> _TASK ITEM_
Whenever the string "WorkflowConfig" turns up in a line below, that line should be copied.

> _DATA TO PROCESS_

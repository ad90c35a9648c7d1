use serde::Deserialize;

/// Main configuration structure for crawlctl
#[derive(Debug, Clone, Deserialize)]
pub struct Config {
    pub api: ApiConfig,
    pub crawl: CrawlConfig,
    #[serde(default)]
    pub workflow: WorkflowConfig,
}

/// Remote backend connection configuration
#[derive(Debug, Clone, Deserialize)]
pub struct ApiConfig {
    /// Base URL of the crawl-ingestion backend
    #[serde(rename = "base-url")]
    pub base_url: String,

    /// Chatbot whose knowledge base receives the crawled pages
    #[serde(rename = "chatbot-id")]
    pub chatbot_id: String,

    /// Path to the file holding the bearer token
    #[serde(rename = "token-path")]
    pub token_path: String,

    /// Per-request timeout in milliseconds
    #[serde(rename = "request-timeout-ms", default = "default_request_timeout")]
    pub request_timeout_ms: u64,
}

/// Crawl job configuration submitted to the backend
#[derive(Debug, Clone, Deserialize)]
pub struct CrawlConfig {
    /// Absolute URL of the site to ingest
    #[serde(rename = "target-url")]
    pub target_url: String,

    /// Maximum link depth to follow from the target URL
    pub depth: u32,

    /// Maximum number of pages to ingest
    pub limit: u32,

    /// Content types the backend should ingest
    #[serde(rename = "content-types")]
    pub content_types: Vec<ContentType>,

    /// Glob or substring patterns for URLs to skip
    #[serde(rename = "exclude-patterns", default)]
    pub exclude_patterns: Vec<String>,
}

/// Content types the backend knows how to ingest
#[derive(Debug, Clone, Copy, PartialEq, Eq, serde::Serialize, Deserialize)]
#[serde(rename_all = "lowercase")]
pub enum ContentType {
    Text,
    Pdf,
    Doc,
}

/// Client-side workflow behavior configuration
#[derive(Debug, Clone, Deserialize)]
pub struct WorkflowConfig {
    /// Delay between status polls in milliseconds
    #[serde(rename = "poll-interval-ms", default = "default_poll_interval")]
    pub poll_interval_ms: u64,
}

impl Default for WorkflowConfig {
    fn default() -> Self {
        Self {
            poll_interval_ms: default_poll_interval(),
        }
    }
}

fn default_request_timeout() -> u64 {
    30_000
}

fn default_poll_interval() -> u64 {
    2_000
}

> _RESULT_
    pub workflow: WorkflowConfig,
pub struct WorkflowConfig {
impl Default for WorkflowConfig {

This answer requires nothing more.